Leo’s decision to begin his first trip abroad in Turkey, a predominantly Muslim country with a tiny Catholic population, is a nod to Christian history that he hopes will signal his modern day message, Vatican officials have said.
On Friday, he will visit the site of the ancient city of Nicaea, now called Iznik, to commemorate the 1,700th anniversary of a Christian gathering there that defined tenets of the faith. The resulting document, the Nicene Creed, is still followed by modern Catholic, Orthodox and Protestant Christians, regardless of their other theological differences.
It was a trip, Vatican officials have said, that Leo’s predecessor, Pope Francis, had hoped to make before falling ill. Leo became pope after Francis died in April.
During the flight from Rome, Leo told the reporters onboard that he sought to “proclaim how important peace is throughout the world” and to encourage “greater unity” among people, “despite different religions, despite different beliefs.”
He wished the Americans onboard a happy Thanksgiving and walked the length of the plane delivering greetings to journalists, signing programs and blessing rosaries. He also received homemade pumpkin pies from two reporters, and told another that he had completed the day’s Wordle game in The New York Times and “got it in three.”

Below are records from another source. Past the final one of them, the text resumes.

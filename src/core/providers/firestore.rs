use crate::core::providers::{Provider, ProviderEvent};
use anyhow::Error;
use async_trait::async_trait;
use firestore::{
    FirestoreDb, FirestoreDbOptions, FirestoreListenEvent, FirestoreListener,
    FirestoreListenerTarget, FirestoreMemListenStateStorage,
};
use parking_lot::Mutex;
use serde::de::DeserializeOwned;
use std::collections::HashSet;
use std::sync::Arc;
use std::time::Duration;
use tracing::{debug, error, warn};

/// Opens the Firestore client the resolver/bidder-directory live
/// providers are built on, given the project id from
/// [`crate::app::config::ResolverConfig::firestore_project_id`].
pub async fn create_client(project_id: &str) -> Result<FirestoreDb, Error> {
    let options = FirestoreDbOptions::new(project_id.to_string());
    FirestoreDb::with_options(options).await.map_err(Error::from)
}

/// Firestore `TargetChangeType::Reset` — sent when the server can't
/// resume from the client's resume token (e.g. after a long
/// disconnect), meaning a full re-snapshot will follow.
const TARGET_CHANGE_TYPE_RESET: i32 = 4;

/// The live, DB-backed config provider, used for DB-first lookup
/// with file fallback. Generic over any of our config entity
/// types (`Account`, `Publisher`, `AdSlot`, `BidderConfig`) since the
/// wiring is identical for each — a collection is a flat bag of
/// documents, and changes stream in as add/modify/remove events.
pub struct FirestoreProvider<T> {
    db: Arc<FirestoreDb>,
    collection: String,
    _marker: std::marker::PhantomData<T>,
}

impl<T> FirestoreProvider<T>
where
    T: DeserializeOwned + Clone + Send + Sync + 'static,
{
    pub fn new(db: Arc<FirestoreDb>, collection: impl Into<String>) -> Self {
        Self {
            db,
            collection: collection.into(),
            _marker: std::marker::PhantomData,
        }
    }

    async fn load(&self) -> Result<(Vec<T>, HashSet<String>), Error> {
        let docs = self
            .db
            .fluent()
            .select()
            .from(self.collection.as_str())
            .query()
            .await
            .map_err(|e| {
                error!(
                    "Firestore query failed for collection {}: {}",
                    self.collection, e
                );
                e
            })?;

        let mut results = Vec::with_capacity(docs.len());
        let mut seen = HashSet::new();

        for doc in docs {
            seen.insert(doc.name.clone());
            match FirestoreDb::deserialize_doc_to::<T>(&doc) {
                Ok(obj) => results.push(obj),
                Err(err) => {
                    warn!(
                        "Failed to deserialize document {} during load: {}",
                        doc.name, err
                    );
                }
            }
        }

        debug!(
            "Loaded {} documents from Firestore collection {}",
            results.len(),
            self.collection
        );
        Ok((results, seen))
    }

    fn spawn_listener(
        &self,
        seen_docs: HashSet<String>,
        on_event: Arc<dyn Fn(ProviderEvent<T>) + Send + Sync>,
    ) {
        let db = self.db.clone();
        let collection = self.collection.clone();
        let seen_docs = Arc::new(Mutex::new(seen_docs));

        tokio::spawn(async move {
            let mut backoff = Duration::from_secs(1);
            let max_backoff = Duration::from_secs(60);

            loop {
                match Self::create_listener(
                    db.clone(),
                    &collection,
                    seen_docs.clone(),
                    on_event.clone(),
                )
                .await
                {
                    Ok(_listener) => {
                        debug!("Firestore listener for {} is running", collection);
                        std::future::pending::<()>().await;
                    }
                    Err(err) => {
                        error!(
                            "Failed to start Firestore listener for {}: {}, retrying in {:?}",
                            collection, err, backoff
                        );
                        tokio::time::sleep(backoff).await;
                        backoff = (backoff * 2).min(max_backoff);
                    }
                }
            }
        });
    }

    async fn reconcile(
        db: &FirestoreDb,
        collection: &str,
        seen_docs: &Mutex<HashSet<String>>,
        on_event: &(dyn Fn(ProviderEvent<T>) + Send + Sync),
    ) -> Result<(), Error> {
        let docs = db.fluent().select().from(collection).query().await?;
        let current_docs: HashSet<String> = docs.iter().map(|d| d.name.clone()).collect();

        let removed: Vec<String> = {
            let seen = seen_docs.lock();
            seen.difference(&current_docs).cloned().collect()
        };

        for doc_path in &removed {
            let doc_id = doc_path.rsplit('/').next().unwrap_or(doc_path).to_string();
            on_event(ProviderEvent::Removed(doc_id));
        }

        {
            let mut seen = seen_docs.lock();
            for doc_path in &removed {
                seen.remove(doc_path);
            }
            for doc_name in &current_docs {
                seen.insert(doc_name.clone());
            }
        }

        if !removed.is_empty() {
            debug!(
                "Reconciled collection {}: removed {} stale documents",
                collection,
                removed.len()
            );
        }

        Ok(())
    }

    async fn create_listener(
        db: Arc<FirestoreDb>,
        collection: &str,
        seen_docs: Arc<Mutex<HashSet<String>>>,
        on_event: Arc<dyn Fn(ProviderEvent<T>) + Send + Sync>,
    ) -> Result<FirestoreListener<FirestoreDb, FirestoreMemListenStateStorage>, Error> {
        let mut listener = db
            .create_listener(FirestoreMemListenStateStorage::new())
            .await?;

        db.fluent()
            .select()
            .from(collection)
            .listen()
            .add_target(FirestoreListenerTarget::new(1), &mut listener)?;

        debug!("Starting Firestore listener for collection: {}", collection);

        let collection = collection.to_string();
        listener
            .start(move |event| {
                let on_event = on_event.clone();
                let seen_docs = seen_docs.clone();
                let db = db.clone();
                let collection = collection.clone();

                async move {
                    match event {
                        FirestoreListenEvent::DocumentChange(change) => {
                            if let Some(doc) = change.document {
                                match FirestoreDb::deserialize_doc_to::<T>(&doc) {
                                    Ok(obj) => {
                                        let is_new = seen_docs.lock().insert(doc.name.clone());
                                        let ev = if is_new {
                                            ProviderEvent::Added(obj)
                                        } else {
                                            ProviderEvent::Modified(obj)
                                        };
                                        on_event(ev);
                                    }
                                    Err(err) => {
                                        warn!("Failed to deserialize Firestore document: {}", err)
                                    }
                                }
                            }
                        }
                        FirestoreListenEvent::DocumentDelete(del) => {
                            seen_docs.lock().remove(&del.document);
                            let doc_id = del
                                .document
                                .rsplit('/')
                                .next()
                                .unwrap_or(&del.document)
                                .to_string();
                            on_event(ProviderEvent::Removed(doc_id));
                        }
                        FirestoreListenEvent::DocumentRemove(rem) => {
                            seen_docs.lock().remove(&rem.document);
                            let doc_id = rem
                                .document
                                .rsplit('/')
                                .next()
                                .unwrap_or(&rem.document)
                                .to_string();
                            on_event(ProviderEvent::Removed(doc_id));
                        }
                        FirestoreListenEvent::TargetChange(tc)
                            if tc.target_change_type == TARGET_CHANGE_TYPE_RESET =>
                        {
                            warn!("Firestore listener reset for {}, reconciling", collection);
                            if let Err(err) =
                                Self::reconcile(&db, &collection, &seen_docs, on_event.as_ref())
                                    .await
                            {
                                warn!("Reconciliation failed for {}: {}", collection, err);
                            }
                        }
                        _ => {}
                    }
                    Ok(())
                }
            })
            .await?;

        Ok(listener)
    }
}

#[async_trait]
impl<T> Provider<T> for FirestoreProvider<T>
where
    T: DeserializeOwned + Clone + Send + Sync + 'static,
{
    async fn start(
        &self,
        on_event: Box<dyn Fn(ProviderEvent<T>) + Send + Sync>,
    ) -> Result<Vec<T>, Error> {
        let (data, seen_docs) = self.load().await?;
        self.spawn_listener(seen_docs, Arc::from(on_event));
        Ok(data)
    }
}
//! Geo enrichment precedence for the request normalizer:
//! client-supplied GPS wins when present; otherwise an
//! IP-to-geo lookup; absent both, the request carries no geo.
//!
//! IP-to-geo resolution is modeled as an external collaborator behind
//! a trait so an operator can wire in whatever lookup service they
//! run, rather than bundling a geo-IP database into this crate.

use crate::rtb::bid_request::Geo;
use async_trait::async_trait;

#[async_trait]
pub trait GeoIpLookup: Send + Sync {
    async fn lookup(&self, ip: &str) -> Option<Geo>;
}

/// Degrades to no geo; used when no lookup service is configured.
pub struct NoopGeoIpLookup;

#[async_trait]
impl GeoIpLookup for NoopGeoIpLookup {
    async fn lookup(&self, _ip: &str) -> Option<Geo> {
        None
    }
}

/// Resolves geo with GPS-first, IP-based-lookup-second precedence.
pub async fn resolve_geo(
    client_lat: Option<f64>,
    client_lon: Option<f64>,
    accuracy: Option<u32>,
    ip: &str,
    lookup: &dyn GeoIpLookup,
) -> Option<Geo> {
    if let (Some(lat), Some(lon)) = (client_lat, client_lon) {
        return Some(Geo {
            lat: Some(lat),
            lon: Some(lon),
            r#type: Some(1),
            accuracy,
            ..Default::default()
        });
    }

    let mut geo = lookup.lookup(ip).await?;
    geo.r#type = Some(2);
    Some(geo)
}

#[cfg(test)]
mod tests {
    use super::*;

    #[tokio::test]
    async fn gps_takes_precedence_over_ip_lookup() {
        struct AlwaysLookup;
        #[async_trait]
        impl GeoIpLookup for AlwaysLookup {
            async fn lookup(&self, _ip: &str) -> Option<Geo> {
                Some(Geo {
                    country: "XX".into(),
                    ..Default::default()
                })
            }
        }

        let geo = resolve_geo(Some(1.0), Some(2.0), Some(10), "1.2.3.4", &AlwaysLookup)
            .await
            .unwrap();
        assert_eq!(geo.r#type, Some(1));
        assert_eq!(geo.lat, Some(1.0));
    }

    #[tokio::test]
    async fn falls_back_to_ip_lookup_without_gps() {
        let geo = resolve_geo(None, None, None, "1.2.3.4", &NoopGeoIpLookup).await;
        assert!(geo.is_none());
    }
}
//! Exchange / Auction Engine — the heaviest single component in the
//! system. Owns bidder fan-out, per-bidder projection (no bidder ever
//! sees another bidder's params), deadline enforcement, winner
//! selection, multibid ranking and event emission.
//!
//! Price-sort/seat-build ranking happens after every bidder either
//! answers or times out; the circuit breaker, adapter contract and
//! pricing helpers this module calls are built earlier in
//! `core::{breaker, adapter, pricing}`.

use crate::app::config::{ExchangeConfig, MultiformatConfig, MultiformatStrategy};
use crate::core::adapter::{classify_status, AdapterRegistry, DemandClass, ExchangeError, ExchangeErrorKind, RawResponse, RequestData};
use crate::core::breaker::CircuitBreaker;
use crate::core::events::{AuctionEvent, BidderEvent, Event, EventRecorder, WinEvent};
use crate::core::models::bidder::Bidder;
use crate::core::pricing::{effective_floor, targeting_keys, rank_multibid, CurrencyConverter};
use crate::core::resolver::BidderDirectory;
use crate::core::spec::nobidreasons;
use crate::rtb::bid_request::BidRequest;
use crate::rtb::bid_response::Bid;
use std::collections::{HashMap, HashSet};
use std::sync::Arc;
use std::time::{Duration, Instant};
use tokio::sync::Semaphore;
use tracing::warn;

/// Safety margin subtracted from the remaining time budget before
/// dispatching a bidder call, so the HTTP round trip has a real chance
/// to return before the auction-wide deadline.
const DEADLINE_SAFETY_MARGIN: Duration = Duration::from_millis(20);

/// One bidder's resolved placement in the final response.
#[derive(Debug, Clone)]
pub struct Winner {
    pub imp_id: String,
    pub bidder_code: String,
    pub demand_class: DemandClass,
    pub bid: Bid,
    pub targeting: HashMap<String, String>,
}

pub struct AuctionOutcome {
    pub winners: Vec<Winner>,
    pub duration: Duration,
}

struct BidderOutcome {
    bidder_code: String,
    demand_class: DemandClass,
    latency_ms: u64,
    bids: Vec<Bid>,
    timed_out: bool,
    errored: bool,
}

/// Runs one auction end to end. Cheap to clone: every field is an
/// `Arc` or plain config value, so each spawned per-bidder task gets
/// its own owned handle instead of borrowing across an `.await`.
#[derive(Clone)]
pub struct Exchange {
    adapters: Arc<AdapterRegistry>,
    bidders: Arc<BidderDirectory>,
    breaker: Arc<CircuitBreaker>,
    currency: Arc<CurrencyConverter>,
    events: Arc<EventRecorder>,
    http: reqwest::Client,
    config: ExchangeConfig,
}
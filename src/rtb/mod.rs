//! The exchange's narrowed OpenRTB model plus a handful of span
//! macros shared by every pipeline stage: the typed request/response
//! graph, small transport helpers, and the `*_span_*!` macro family
//! that every pipeline task instruments itself with. Kept as a plain
//! module here since this crate has no sibling workspace members.

pub mod bid_request;
pub mod bid_response;
pub mod client;
pub mod common;
pub mod server;

pub use bid_request::BidRequest;
pub use bid_response::BidResponse;

use std::sync::atomic::{AtomicU32, Ordering};

/// Current span sample rate, stored as a fraction of `u32::MAX` so the
/// per-span dice roll is a single relaxed atomic load instead of a
/// lock. Set once at startup from `LoggingConfig::span_sample_rate`.
static SPAN_SAMPLE_RATE: AtomicU32 = AtomicU32::new(u32::MAX);

pub fn set_span_sample_rate(rate: f32) {
    SPAN_SAMPLE_RATE.store((rate.clamp(0.0, 1.0) * u32::MAX as f32) as u32, Ordering::Relaxed);
}

/// True if this call should start a new sampled trace. Only consulted
/// at root spans — children always inherit the parent's span, sampled
/// or not, so an unsampled root costs its descendants nothing.
pub fn roll_sampled() -> bool {
    fastrand::u32(..) < SPAN_SAMPLE_RATE.load(Ordering::Relaxed)
}

/// Starts (or attaches to) the root span for one inbound request.
/// Call once per request at the handler boundary; every `child_span_*`
/// call downstream attaches under whatever this produced.
macro_rules! sample_or_attach_root_span {
    ($name:expr) => {{
        let current = tracing::Span::current();
        if !current.is_disabled() {
            tracing::info_span!(parent: current, $name)
        } else if $crate::rtb::roll_sampled() {
            tracing::info_span!($name, sampled = true)
        } else {
            tracing::Span::none()
        }
    }};
}
pub(crate) use sample_or_attach_root_span;

macro_rules! child_span_info {
    ($name:expr) => {
        tracing::info_span!(parent: tracing::Span::current(), $name)
    };
}
pub(crate) use child_span_info;

macro_rules! child_span_debug {
    ($name:expr) => {
        tracing::debug_span!(parent: tracing::Span::current(), $name)
    };
}
pub(crate) use child_span_debug;

macro_rules! child_span_trace {
    ($name:expr) => {
        tracing::trace_span!(parent: tracing::Span::current(), $name)
    };
}
pub(crate) use child_span_trace;

macro_rules! child_span_warn {
    ($name:expr) => {
        tracing::warn_span!(parent: tracing::Span::current(), $name)
    };
}
pub(crate) use child_span_warn;

macro_rules! child_span_error {
    ($name:expr) => {
        tracing::error_span!(parent: tracing::Span::current(), $name)
    };
}
pub(crate) use child_span_error;

#[cfg(test)]
mod tests {
    use super::*;

    #[test]
    fn sample_rate_bounds_are_clamped() {
        set_span_sample_rate(2.0);
        assert_eq!(SPAN_SAMPLE_RATE.load(Ordering::Relaxed), u32::MAX);

        set_span_sample_rate(0.0);
        assert_eq!(SPAN_SAMPLE_RATE.load(Ordering::Relaxed), 0);
        assert!(!roll_sampled());

        set_span_sample_rate(1.0);
        assert!(roll_sampled());
    }
}
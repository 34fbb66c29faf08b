//! Process-wide shared state, assembled once by the startup pipeline
//! and read (never reassigned) by every request handler afterward.
//!
//! A `Default` struct of `OnceLock`s, one per component the startup
//! pipeline builds, so later tasks can depend on earlier ones through
//! the same context value instead of threading constructor arguments
//! through the pipeline itself.

use crate::app::config::RexConfig;
use crate::core::adapter::AdapterRegistry;
use crate::core::breaker::CircuitBreaker;
use crate::core::enrichment::device::DeviceLookup;
use crate::core::enrichment::geo::GeoIpLookup;
use crate::core::events::EventRecorder;
use crate::core::exchange::Exchange;
use crate::core::pricing::CurrencyConverter;
use crate::core::resolver::{BidderDirectory, ConfigResolver};
use crate::core::usersync::UserSyncStore;
use crate::rtb::server::Server;
use opentelemetry_sdk::trace::SdkTracerProvider;
use std::sync::{Arc, OnceLock};

#[derive(Default)]
pub struct StartupContext {
    /// Loaded once by `ConfigLoadTask`; every later task reads from here
    /// rather than re-parsing the file.
    pub config: OnceLock<RexConfig>,
    /// Only set when a sink configured an OTLP exporter, so shutdown
    /// knows whether there is a provider to flush.
    pub tracer_provider: OnceLock<SdkTracerProvider>,

    pub device_lookup: OnceLock<Arc<DeviceLookup>>,
    pub geo_lookup: OnceLock<Arc<dyn GeoIpLookup>>,
    pub resolver: OnceLock<Arc<ConfigResolver>>,
    pub bidders: OnceLock<Arc<BidderDirectory>>,
    pub user_sync: OnceLock<Arc<UserSyncStore>>,
    pub breaker: OnceLock<Arc<CircuitBreaker>>,
    pub currency: OnceLock<Arc<CurrencyConverter>>,
    pub events: OnceLock<Arc<EventRecorder>>,
    pub adapters: OnceLock<Arc<AdapterRegistry>>,
    pub http_client: OnceLock<reqwest::Client>,
    /// Built last, once everything it depends on is in place.
    pub exchange: OnceLock<Exchange>,

    /// The bound HTTP listener, set by the final startup task and
    /// taken down by the first shutdown task.
    pub server: OnceLock<Server>,
}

The visit is a boon for Erdogan, who got the honor of being the first head of state to receive the new pope.
In Ankara, soldiers on horses escorted Leo to the gate of the presidential palace, where he entered alongside Erdogan. A phalanx of guards stood by as the leaders walked up a turquoise carpet. Soldiers fired ceremonial cannons, and a military band played the Turkish national anthem.
That followed Leo’s first stop, at the mausoleum of Mustafa Kemal Atatürk, the founder of modern Turkey and its first president, where two soldiers laid a wreath bearing the pope’s name.
Emre Oktem, a professor of international law at Galatasaray University in Istanbul, said, “As a good Muslim, I am very happy” about the pope’s visit. Referring to Leo, he added, “As a Catholic pope, he comes and pays his first visit to a Muslim country — it is a sign of openness and interest in cooperation.”